* Problem details
Whenever the word "crates" shows up in a line of the data, copy that line.
Data records section start
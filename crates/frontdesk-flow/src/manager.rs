//! Flow manager: single source of truth for which flow is active.
//!
//! The manager owns the one `FlowContext` for the call and a stack of
//! suspended parent flows. A flow hands control around by returning a
//! `FlowCommand` from `process`; the manager applies the command, and on
//! a start it re-dispatches the same utterance to the child flow so a
//! routed first utterance still gets processed this turn. All failure
//! paths degrade to "no active flow" or an error field on the turn
//! result; nothing here crashes the call.

use std::collections::HashMap;
use std::str::FromStr;

use serde::Serialize;
use tracing::{info, warn};

use frontdesk_core::CallMetadata;

use crate::context::FlowContext;
use crate::flow::{Flow, FlowCommand, FlowId, FlowRegistry, FlowServices, TurnMetadata};

/// Upper bound on same-turn flow starts. Routing normally hops once
/// (general into a child); the bound stops a misbehaving flow pair from
/// bouncing an utterance forever.
const MAX_TURN_HOPS: u32 = 4;

/// What `process_message` hands back to the call loop each turn.
#[derive(Debug, Clone, Serialize)]
pub struct TurnResult {
    /// Flow left active once the turn settled.
    pub flow: String,
    pub response: Option<String>,
    /// Set when the general flow routed into a child this turn.
    pub transitioned_to: Option<String>,
    pub error: Option<String>,
}

pub struct FlowManager {
    registry: FlowRegistry,
    services: FlowServices,
    active: Option<Box<dyn Flow>>,
    stack: Vec<Box<dyn Flow>>,
    context: FlowContext,
    turns: u32,
}

impl FlowManager {
    pub fn new(services: FlowServices, metadata: CallMetadata) -> Self {
        Self::with_registry(FlowRegistry::with_builtins(), services, metadata)
    }

    /// Build a manager around a custom registry so tests can substitute
    /// their own flows.
    pub fn with_registry(
        registry: FlowRegistry,
        services: FlowServices,
        metadata: CallMetadata,
    ) -> Self {
        Self {
            registry,
            services,
            active: None,
            stack: Vec::new(),
            context: FlowContext::new(metadata),
            turns: 0,
        }
    }

    pub fn context(&self) -> &FlowContext {
        &self.context
    }

    pub fn services(&self) -> &FlowServices {
        &self.services
    }

    pub fn stack_depth(&self) -> usize {
        self.stack.len()
    }

    pub fn turns(&self) -> u32 {
        self.turns
    }

    pub fn active_flow(&self) -> Option<FlowId> {
        self.active.as_ref().map(|f| f.id())
    }

    /// Start a flow by id, suspending the currently active flow under it.
    ///
    /// The active flow is cleaned up and pushed before the id is looked
    /// up; an unknown id restores it and returns false rather than
    /// erroring.
    pub fn start_flow(&mut self, flow_id: &str, input_context: Option<FlowContext>) -> bool {
        let had_active = self.active.is_some();
        if let Some(mut flow) = self.active.take() {
            flow.cleanup(&mut self.context);
            self.stack.push(flow);
        }

        let created = FlowId::from_str(flow_id)
            .ok()
            .and_then(|id| self.registry.create(id, self.services.clone()));

        match created {
            Some(mut flow) => {
                if let Some(context) = input_context {
                    self.context = context;
                }
                flow.initialize(&mut self.context);
                info!(flow = %flow.id(), depth = self.stack.len(), "Flow started");
                self.active = Some(flow);
                true
            }
            None => {
                warn!(flow = %flow_id, "Unknown flow id");
                if had_active {
                    self.active = self.stack.pop();
                }
                false
            }
        }
    }

    /// End the active flow and resume its parent, if any.
    ///
    /// `output` is merged into the context's extras before the parent's
    /// `resume` runs, so the parent sees everything the child produced.
    /// A parent whose own state already finished cascades another end.
    pub fn end_flow(&mut self, output: Option<HashMap<String, String>>) -> Option<&FlowContext> {
        if self.active.is_none() && self.stack.is_empty() {
            return None;
        }
        if let Some(mut flow) = self.active.take() {
            flow.cleanup(&mut self.context);
            info!(flow = %flow.id(), depth = self.stack.len(), "Flow ended");
        }

        match self.stack.pop() {
            Some(mut parent) => {
                if let Some(output) = output {
                    self.context.extras.extend(output);
                }
                let command = parent.resume(&mut self.context);
                self.active = Some(parent);
                match command {
                    FlowCommand::End => self.end_flow(None),
                    _ => Some(&self.context),
                }
            }
            None => None,
        }
    }

    /// The single per-turn entry point.
    ///
    /// Returns `None` only when no flow could be started at all; every
    /// other failure comes back as an error field on the result.
    pub async fn process_message(
        &mut self,
        utterance: &str,
        metadata: Option<TurnMetadata>,
    ) -> Option<TurnResult> {
        self.context.scratch.clear();
        self.turns += 1;
        let metadata = metadata.unwrap_or_default();

        if self.active.is_none() {
            let default = self.services.config.general.default_flow.clone();
            if !self.start_flow(&default, None) {
                warn!(flow = %default, "Default flow could not be started");
                return None;
            }
        }

        let mut response: Option<String> = None;
        let mut hops = 0u32;
        loop {
            let Some(flow) = self.active.as_mut() else {
                break;
            };
            let flow_name = flow.id().to_string();
            match flow.process(utterance, &metadata, &mut self.context).await {
                Ok(outcome) => {
                    if outcome.response.is_some() {
                        response = outcome.response;
                    }
                    match outcome.command {
                        FlowCommand::None => break,
                        FlowCommand::End => {
                            self.end_flow(None);
                            break;
                        }
                        FlowCommand::Start(child) => {
                            hops += 1;
                            if hops >= MAX_TURN_HOPS {
                                warn!(hops, "Turn hop limit reached");
                                break;
                            }
                            if !self.start_flow(&child.to_string(), None) {
                                break;
                            }
                            // Same utterance goes to the child next iteration
                        }
                    }
                }
                Err(e) => {
                    warn!(flow = %flow_name, error = %e, "Flow processing failed");
                    self.context.scratch.error = Some(e.to_string());
                    break;
                }
            }
        }

        Some(self.turn_result(response))
    }

    /// Unconditional teardown for call termination or reset.
    pub fn clear_flows(&mut self) {
        info!(
            turns = self.turns,
            executed_actions = self.services.executor.executed_count(),
            "Call teardown"
        );
        if let Some(mut flow) = self.active.take() {
            flow.cleanup(&mut self.context);
        }
        self.stack.clear();
        self.context = FlowContext::new(self.context.metadata.clone());
        self.turns = 0;
    }

    fn turn_result(&self, response: Option<String>) -> TurnResult {
        TurnResult {
            flow: self
                .active
                .as_ref()
                .map(|f| f.id().to_string())
                .unwrap_or_else(|| "none".to_string()),
            response,
            transitioned_to: self.context.scratch.transitioned_to.clone(),
            error: self.context.scratch.error.clone(),
        }
    }
}
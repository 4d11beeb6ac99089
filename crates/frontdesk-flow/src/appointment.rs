//! Appointment flow: books or reschedules an appointment slot.
//!
//! Collection order is date, time, duration, name, purpose. A single
//! utterance can fill any number of those at once, so each turn ingests
//! whatever the extractor found and then advances to the first state
//! whose field is still missing. Duration never blocks; it parses from
//! phrases like "45 minutes" or "half an hour" and otherwise stays at
//! the 30-minute default.

use async_trait::async_trait;
use regex::Regex;
use tracing::info;

use frontdesk_action::ActionDirective;
use frontdesk_core::Timestamp;
use frontdesk_nlu::{is_affirmative, is_negative, EntityKind};

use crate::context::{AppointmentData, FlowContext};
use crate::error::FlowError;
use crate::flow::{Flow, FlowCommand, FlowId, FlowServices, StepOutcome, TurnMetadata};
use crate::states::{validate_appointment_transition, AppointmentState};

const CANCEL_PHRASES: &[&str] = &["never mind", "nevermind", "forget it"];
const RESCHEDULE_PHRASES: &[&str] = &["change my appointment", "move my appointment"];

pub struct AppointmentFlow {
    services: FlowServices,
    duration_regex: Regex,
    purpose_regex: Regex,
}

impl AppointmentFlow {
    pub fn new(services: FlowServices) -> Self {
        Self {
            services,
            duration_regex: Regex::new(r"\b(\d+)\s*(minutes?|mins?|hours?|hrs?)\b").unwrap(),
            purpose_regex: Regex::new(r"(?i)\b(?:reason|purpose|regarding)(?:\s+is)?[\s:]+(.+)$")
                .unwrap(),
        }
    }

    /// Narrower than the shared denial heuristic: only an outright
    /// cancellation should abort mid-collection, while "no" or "don't"
    /// can legitimately appear inside a booking request.
    fn is_cancellation(utterance: &str) -> bool {
        let lower = utterance.to_lowercase();
        lower
            .split(|c: char| !c.is_alphanumeric())
            .any(|w| w == "cancel")
            || CANCEL_PHRASES.iter().any(|p| lower.contains(p))
    }

    fn is_reschedule(utterance: &str) -> bool {
        let lower = utterance.to_lowercase();
        lower.contains("reschedule") || RESCHEDULE_PHRASES.iter().any(|p| lower.contains(p))
    }

    fn parse_duration(&self, utterance: &str) -> Option<u32> {
        let lower = utterance.to_lowercase();
        if lower.contains("half an hour") || lower.contains("half hour") {
            return Some(30);
        }
        if lower.contains("quarter") && lower.contains("hour") {
            return Some(15);
        }
        if let Some(caps) = self.duration_regex.captures(&lower) {
            let n: u32 = caps[1].parse().ok()?;
            let minutes = if caps[2].starts_with('h') {
                n.saturating_mul(60)
            } else {
                n
            };
            return Some(minutes);
        }
        if lower.contains("an hour") {
            return Some(60);
        }
        None
    }

    fn extract_purpose(&self, utterance: &str) -> Option<String> {
        let caps = self.purpose_regex.captures(utterance)?;
        let purpose = caps[1]
            .trim()
            .trim_end_matches(['.', ',', '!', '?'])
            .to_string();
        if purpose.is_empty() {
            None
        } else {
            Some(purpose)
        }
    }

    /// Fill appointment fields from whatever the current utterance holds.
    fn ingest(&self, utterance: &str, context: &mut FlowContext) {
        let extracted = self.services.extractor.extract(utterance);
        context.merge_entities(extracted.clone());

        let data = &mut context.appointment;
        if data.date.is_none() {
            if let Some(date) = extracted.get(&EntityKind::Dates).and_then(|v| v.first()) {
                data.date = Some(date.clone());
            }
        }
        if data.time.is_none() {
            if let Some(time) = extracted.get(&EntityKind::Times).and_then(|v| v.first()) {
                data.time = Some(time.clone());
            }
        }
        if let Some(minutes) = self.parse_duration(utterance) {
            data.duration_minutes = minutes;
        }
        if data.name.is_none() {
            if let Some(name) = extracted.get(&EntityKind::Names).and_then(|v| v.first()) {
                data.name = Some(name.clone());
            }
        }
        if data.purpose.is_none() {
            if let Some(purpose) = self.extract_purpose(utterance) {
                data.purpose = Some(purpose);
            } else if data.state == AppointmentState::CollectingPurpose {
                // The flow asked for the purpose, so the answer is the
                // whole utterance
                let fallback = utterance.trim();
                if !fallback.is_empty() {
                    data.purpose = Some(fallback.to_string());
                }
            }
        }
    }

    /// First state in collection order whose field is still missing.
    /// Rescheduling only re-collects date and time.
    fn advance_target(data: &AppointmentData) -> AppointmentState {
        if data.date.is_none() {
            AppointmentState::CollectingDate
        } else if data.time.is_none() {
            AppointmentState::CollectingTime
        } else if !data.rescheduling && data.name.is_none() {
            AppointmentState::CollectingName
        } else if !data.rescheduling && data.purpose.is_none() {
            AppointmentState::CollectingPurpose
        } else {
            AppointmentState::Confirming
        }
    }

    fn set_state(
        &self,
        context: &mut FlowContext,
        to: AppointmentState,
    ) -> Result<(), FlowError> {
        validate_appointment_transition(context.appointment.state, to)?;
        context.appointment.state = to;
        Ok(())
    }

    fn advance(&self, context: &mut FlowContext) -> Result<StepOutcome, FlowError> {
        let target = Self::advance_target(&context.appointment);
        if context.appointment.state != target {
            self.set_state(context, target)?;
        }
        let response = match target {
            AppointmentState::CollectingDate => "What date would you like to come in?".to_string(),
            AppointmentState::CollectingTime => "What time works best for you?".to_string(),
            AppointmentState::CollectingName => "Can I get your name?".to_string(),
            AppointmentState::CollectingPurpose => "What is the appointment regarding?".to_string(),
            _ => self.confirmation_prompt(&context.appointment),
        };
        Ok(StepOutcome::reply(response))
    }

    fn confirmation_prompt(&self, data: &AppointmentData) -> String {
        let date = data.date.as_deref().unwrap_or("the requested date");
        let time = data.time.as_deref().unwrap_or("the requested time");
        let mut summary = format!("{} at {} for {} minutes", date, time, data.duration_minutes);
        if let Some(name) = data.name.as_deref() {
            summary.push_str(&format!(" for {}", name));
        }
        if let Some(purpose) = data.purpose.as_deref() {
            summary.push_str(&format!(" regarding {}", purpose));
        }
        if data.rescheduling {
            format!("I'll move your appointment to {}. Shall I confirm?", summary)
        } else {
            format!("I have you down for {}. Shall I book it?", summary)
        }
    }

    async fn confirm(&self, context: &mut FlowContext) -> Result<StepOutcome, FlowError> {
        let data = &context.appointment;
        let mut directive = ActionDirective::new("schedule_appointment");
        directive
            .params
            .insert("date".to_string(), data.date.clone().unwrap_or_default());
        directive
            .params
            .insert("time".to_string(), data.time.clone().unwrap_or_default());
        directive
            .params
            .insert("duration".to_string(), data.duration_minutes.to_string());
        if let Some(name) = data.name.clone() {
            directive.params.insert("name".to_string(), name);
        }
        if let Some(purpose) = data.purpose.clone() {
            directive.params.insert("purpose".to_string(), purpose);
        }

        let outcome = self.services.executor.execute(&directive).await;
        info!(success = outcome.success, "Appointment confirmation executed");
        context.scratch.appointment_result = Some(outcome.clone());
        self.set_state(context, AppointmentState::Completed)?;
        Ok(StepOutcome::finish(outcome.message))
    }
}

#[async_trait]
impl Flow for AppointmentFlow {
    fn id(&self) -> FlowId {
        FlowId::Appointment
    }

    fn initialize(&mut self, _context: &mut FlowContext) {}

    async fn process(
        &mut self,
        utterance: &str,
        _metadata: &TurnMetadata,
        context: &mut FlowContext,
    ) -> Result<StepOutcome, FlowError> {
        if context.appointment.state.is_terminal() {
            context.appointment = AppointmentData::default();
        }
        let state = context.appointment.state;

        if state != AppointmentState::Confirming && Self::is_cancellation(utterance) {
            self.set_state(context, AppointmentState::Cancelled)?;
            return Ok(StepOutcome::finish(
                "Okay, I won't book anything. Is there something else I can help with?",
            ));
        }

        match state {
            AppointmentState::Init
            | AppointmentState::Rescheduling
            | AppointmentState::CollectingDate
            | AppointmentState::CollectingTime
            | AppointmentState::CollectingDuration
            | AppointmentState::CollectingName
            | AppointmentState::CollectingPurpose => {
                if state == AppointmentState::Init && Self::is_reschedule(utterance) {
                    self.set_state(context, AppointmentState::Rescheduling)?;
                    context.appointment.rescheduling = true;
                }
                self.ingest(utterance, context);
                self.advance(context)
            }
            AppointmentState::Confirming => {
                if is_affirmative(utterance) {
                    self.confirm(context).await
                } else if is_negative(utterance) {
                    self.set_state(context, AppointmentState::Cancelled)?;
                    Ok(StepOutcome::finish(
                        "Okay, I won't book it. Is there something else I can help with?",
                    ))
                } else {
                    Ok(StepOutcome::reply(
                        self.confirmation_prompt(&context.appointment),
                    ))
                }
            }
            // Terminal states were reset above
            AppointmentState::Completed | AppointmentState::Cancelled => {
                Err(FlowError::Process(format!(
                    "appointment flow stepped in terminal state {}",
                    state
                )))
            }
        }
    }

    fn cleanup(&mut self, context: &mut FlowContext) {
        context.appointment.last_updated = Some(Timestamp::now());
    }

    fn resume(&mut self, context: &mut FlowContext) -> FlowCommand {
        if context.appointment.state.is_terminal() {
            FlowCommand::End
        } else {
            FlowCommand::None
        }
    }
}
Data records section end
* Result of this exercise
filename crates/frontdesk-flow/src/manager.rs
filename crates/frontdesk-flow/src/appointment.rs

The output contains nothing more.